Mumbai says, Long Live Mid-day!

Four decades of covering Mumbai every day without a break deserves a celebration. Mid-day, Mumbai’s leading tabloid, launched the #LongLiveMidday campaign to reaffirm its commitment to being the original voice of the city.

The 360-degree strategic campaign promoted extensively across Mid-day Infomedia Ltd.’s publications, digital platforms, Radio City - India’s leading radio network and outdoors, celebrates all things local and Mumbai. With a finger on the city’s pulse, Mid-day’s hyperlocal articles and exclusive reportage across entertainment, sports, politics and crime, make it the newspaper to choose if you want to get to know Mumbai, negotiate Mumbai. 
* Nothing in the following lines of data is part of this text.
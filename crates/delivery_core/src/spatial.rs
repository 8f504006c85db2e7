//! Spatial operations: great-circle distances and H3-based stop indexing.
//!
//! This module provides:
//!
//! - **haversine_m**: exact great-circle distance between raw coordinates
//! - **Cell-pair distances**: cached cell-center distances used as a
//!   conservative radius prefilter
//! - **StopSpatialIndex**: H3 cell → stop entity mappings for density queries
//!
//! Stops are indexed at resolution 9 (~240m cell size), city-scale.

use std::collections::HashMap;
use std::num::NonZeroUsize;
use std::sync::{Mutex, OnceLock};

use bevy_ecs::prelude::{Entity, Resource};
use h3o::{CellIndex, LatLng, Resolution};
use lru::LruCache;

/// Mean Earth radius in meters.
pub const EARTH_RADIUS_M: f64 = 6_371_000.0;

/// Resolution at which stop locations are indexed.
pub const STOP_RESOLUTION: Resolution = Resolution::Nine;

/// Conservative circumradius of a resolution-9 cell in meters.
/// Used to pad cell-center distances so the prefilter never drops a stop
/// that the exact test would keep.
pub const CELL_RADIUS_M: f64 = 210.0;

/// Approximate center-to-center spacing of adjacent resolution-9 cells.
const CELL_SPACING_M: f64 = 300.0;

/// True when both coordinates are finite and within valid degree ranges.
pub fn valid_coordinates(lat: f64, lon: f64) -> bool {
    lat.is_finite() && lon.is_finite() && (-90.0..=90.0).contains(&lat) && (-180.0..=180.0).contains(&lon)
}

/// Great-circle distance in meters between two points given in degrees.
///
/// Deterministic, symmetric, zero for identical points. Inputs must already
/// be valid degrees; validation happens at the engine boundary.
pub fn haversine_m(lat1: f64, lon1: f64, lat2: f64, lon2: f64) -> f64 {
    let phi1 = lat1.to_radians();
    let phi2 = lat2.to_radians();
    let dphi = (lat2 - lat1).to_radians();
    let dlambda = (lon2 - lon1).to_radians();

    let sin_dphi = (dphi * 0.5).sin();
    let sin_dlambda = (dlambda * 0.5).sin();
    let h = sin_dphi * sin_dphi + phi1.cos() * phi2.cos() * sin_dlambda * sin_dlambda;
    let c = 2.0 * h.sqrt().atan2((1.0 - h).sqrt());
    EARTH_RADIUS_M * c
}

/// Resolution-9 cell for a coordinate pair, `None` when out of range.
pub fn cell_for(lat: f64, lon: f64) -> Option<CellIndex> {
    LatLng::new(lat, lon).ok().map(|ll| ll.to_cell(STOP_RESOLUTION))
}

/// Uncached cell-center distance (internal use).
fn distance_m_between_cells_uncached(a: CellIndex, b: CellIndex) -> f64 {
    let a: LatLng = a.into();
    let b: LatLng = b.into();
    haversine_m(a.lat(), a.lng(), b.lat(), b.lng())
}

/// Global cell-pair distance cache (50,000 entries).
fn distance_cache() -> &'static Mutex<LruCache<(CellIndex, CellIndex), f64>> {
    static CACHE: OnceLock<Mutex<LruCache<(CellIndex, CellIndex), f64>>> = OnceLock::new();
    CACHE.get_or_init(|| {
        Mutex::new(LruCache::new(
            NonZeroUsize::new(50_000).expect("cache size must be non-zero"),
        ))
    })
}

/// Distance in meters between two H3 cell centers, with LRU caching.
///
/// Users cluster into a handful of cells while committed stops stay fixed,
/// so cell pairs repeat heavily across pricing requests.
pub fn distance_m_between_cells(a: CellIndex, b: CellIndex) -> f64 {
    // Symmetric key (smaller cell first) to maximize cache hits
    let key = if a < b { (a, b) } else { (b, a) };

    let mut cache = match distance_cache().lock() {
        Ok(guard) => guard,
        Err(_) => return distance_m_between_cells_uncached(key.0, key.1),
    };

    *cache.get_or_insert(key, || distance_m_between_cells_uncached(key.0, key.1))
}

/// Two-stage radius test: a padded cell-center prefilter, then the exact
/// haversine check. The prefilter never rejects a point the exact test would
/// accept because the padding covers both cell circumradii.
pub fn within_radius_m(
    user_lat: f64,
    user_lon: f64,
    user_cell: Option<CellIndex>,
    stop_lat: f64,
    stop_lon: f64,
    stop_cell: Option<CellIndex>,
    radius_m: f64,
) -> bool {
    if let (Some(uc), Some(sc)) = (user_cell, stop_cell) {
        if distance_m_between_cells(uc, sc) > radius_m + 2.0 * CELL_RADIUS_M {
            return false;
        }
    }
    haversine_m(user_lat, user_lon, stop_lat, stop_lon) <= radius_m
}

/// Number of H3 rings needed to cover a metric radius at [STOP_RESOLUTION].
pub fn rings_for_radius_m(radius_m: f64) -> u32 {
    ((radius_m + 2.0 * CELL_RADIUS_M) / CELL_SPACING_M).ceil() as u32
}

/// Spatial index over committed stops.
///
/// Maintains H3 cell → stop entity mappings so density around a point can be
/// answered without scanning every stop. Updated incrementally as quotes
/// finalize into stops.
#[derive(Debug, Resource, Default)]
pub struct StopSpatialIndex {
    stops_by_cell: HashMap<CellIndex, Vec<Entity>>,
    stop_to_cell: HashMap<Entity, CellIndex>,
}

impl StopSpatialIndex {
    pub fn new() -> Self {
        Self::default()
    }

    /// Insert a stop entity at the given cell.
    pub fn insert_stop(&mut self, entity: Entity, cell: CellIndex) {
        self.stops_by_cell.entry(cell).or_default().push(entity);
        self.stop_to_cell.insert(entity, cell);
    }

    /// Remove a stop entity from the index.
    pub fn remove_stop(&mut self, entity: Entity) {
        if let Some(cell) = self.stop_to_cell.remove(&entity) {
            if let Some(entities) = self.stops_by_cell.get_mut(&cell) {
                entities.retain(|&e| e != entity);
                if entities.is_empty() {
                    self.stops_by_cell.remove(&cell);
                }
            }
        }
    }

    /// All stop entities registered in the given cells.
    pub fn stops_in_cells(&self, cells: &[CellIndex]) -> Vec<Entity> {
        let mut result = Vec::new();
        for cell in cells {
            if let Some(entities) = self.stops_by_cell.get(cell) {
                result.extend(entities.iter().copied());
            }
        }
        result
    }

    /// Stop entities whose cell lies within `radius_m` of `center`, padded by
    /// the cell circumradius; callers refine with the exact distance.
    pub fn stops_near(&self, center: CellIndex, radius_m: f64) -> Vec<Entity> {
        let cells = center.grid_disk::<Vec<_>>(rings_for_radius_m(radius_m));
        self.stops_in_cells(&cells)
    }

    /// Current cell for a stop entity.
    pub fn cell_of(&self, entity: Entity) -> Option<CellIndex> {
        self.stop_to_cell.get(&entity).copied()
    }

    pub fn len(&self) -> usize {
        self.stop_to_cell.len()
    }

    pub fn is_empty(&self) -> bool {
        self.stop_to_cell.is_empty()
    }
}
//! In-memory product catalog and carts, the reference [CartStore].
//!
//! The checkout flow owns carts; the engine only ever reads totals through
//! the [CartStore] contract. This implementation backs tests, demos and the
//! experiments harness.

use std::collections::HashMap;

use crate::contracts::{CartStore, CartTotals, StoreError};
use crate::error::PricingError;
use crate::util::IdSource;

#[derive(Debug, Clone, PartialEq)]
pub struct Product {
    pub id: String,
    pub name: String,
    pub price_cents: i64,
    /// How many "units" one piece counts as for the solo-minimum rule.
    pub unit_factor: i64,
    pub active: bool,
}

#[derive(Debug, Clone, PartialEq, Eq)]
pub struct CartLine {
    pub product_id: String,
    pub qty: i64,
}

#[derive(Debug, Default)]
pub struct InMemoryCatalog {
    products: HashMap<String, Product>,
    carts: HashMap<String, Vec<CartLine>>,
}

impl InMemoryCatalog {
    pub fn new() -> Self {
        Self::default()
    }

    /// Catalog preloaded with the standard demo products.
    pub fn with_default_products() -> Self {
        let mut catalog = Self::new();
        for product in default_products() {
            catalog.add_product(product);
        }
        catalog
    }

    pub fn add_product(&mut self, product: Product) {
        self.products.insert(product.id.clone(), product);
    }

    pub fn product(&self, id: &str) -> Option<&Product> {
        self.products.get(id)
    }

    /// Create a cart after validating every line: quantities must be
    /// positive and products must exist.
    pub fn create_cart(
        &mut self,
        ids: &mut IdSource,
        lines: Vec<CartLine>,
    ) -> Result<String, PricingError> {
        for line in &lines {
            if line.qty < 1 {
                return Err(PricingError::InvalidQuantity {
                    product_id: line.product_id.clone(),
                    qty: line.qty,
                });
            }
            if !self.products.contains_key(&line.product_id) {
                return Err(PricingError::ProductNotFound(line.product_id.clone()));
            }
        }
        let cart_id = ids.next("c");
        self.carts.insert(cart_id.clone(), lines);
        Ok(cart_id)
    }

    pub fn cart_lines(&self, cart_id: &str) -> Option<&[CartLine]> {
        self.carts.get(cart_id).map(Vec::as_slice)
    }
}

impl CartStore for InMemoryCatalog {
    fn cart_totals(&self, cart_id: &str) -> Result<CartTotals, StoreError> {
        let lines = self
            .carts
            .get(cart_id)
            .ok_or_else(|| StoreError::CartNotFound(cart_id.to_string()))?;

        let mut subtotal_cents = 0;
        let mut units_total = 0;
        for line in lines {
            let product = self
                .products
                .get(&line.product_id)
                .ok_or_else(|| StoreError::ProductNotFound(line.product_id.clone()))?;
            if !product.active {
                continue;
            }
            subtotal_cents += product.price_cents * line.qty;
            units_total += product.unit_factor * line.qty;
        }
        Ok(CartTotals {
            subtotal_cents,
            units_total,
        })
    }
}

/// The seed catalog: two single cookies and a six-unit party box.
pub fn default_products() -> Vec<Product> {
    vec![
        Product {
            id: "p_1".into(),
            name: "Classic Cookie".into(),
            price_cents: 300,
            unit_factor: 1,
            active: true,
        },
        Product {
            id: "p_2".into(),
            name: "Double Choc".into(),
            price_cents: 350,
            unit_factor: 1,
            active: true,
        },
        Product {
            id: "p_3".into(),
            name: "Party Box (6)".into(),
            price_cents: 1_600,
            unit_factor: 6,
            active: true,
        },
    ]
}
It’s this very local talent, resolve and fighting spirit, which Mid-day has covered in its pages, that now becomes the face of the #LongLiveMidday campaign. It was Mid-day that first reported about the Dream Grove Project, a group of Bandra residents of all ages coming together to garden and turn a derelict BMC park into an urban farm. When Nala Sopara’s slum boys, Kings United, won global dance competition NCB’s World of Dance 2019, a Mid-day journalist and trained dancer decided to spend a week learning the chops from the new local gods of hip hop. When Jamshed Farooqui, a former volleyball champion turned to sport to rehabilitate Bhandup’s young drug addicts, it was Mid-day who took the story of his quiet resolve to the world. 

Supporting feisty local journalism are a slew of celebs and influencers who join the campaign to say, Long Live Mumbai. Long Live Mid-day! They salute the spirit of a city that never tires, and the commitment of the newspaper that mirrors its resolve.

In an unwavering display of commitment to bringing its readers factually accurate, exclusive news first and fast, mid-day managed to reach its readers even during the most challenging time in our living memory - the Coronavirus pandemic-induced lockdown. When vendors weren’t available to deliver the newspaper to readers’ homes, and newspaper stalls had shuttered, mid-day managed to disseminate the newspaper using alternative modes of distribution. 

Tinaz Nooshian, Editor In Chief, Mid-day Infomedia Limited, said, “Mid-day is a home-grown newspaper that’s big on ideas, and determined to find imaginative ways to survive external climate and competition. This served us well during the pandemic and resultant lockdown, making our role doubly critical as disseminators of factually accurate news that Mumbaikars could use. The lockdown disrupted the newspaper distribution channels horribly. But, without a single day’s break, Mid-day converted the print product into a digital PDF to be disseminated via WhatsApp to anyone who wanted the latest news, subscriber or not. It was lateral thinking at its best. And yet another instance of putting the reader first. It’s no wonder that despite being a single-edition city newspaper, we’ve made it to the Top 10 daily English newspapers in India, for several quarters (Indian Readership Survey).”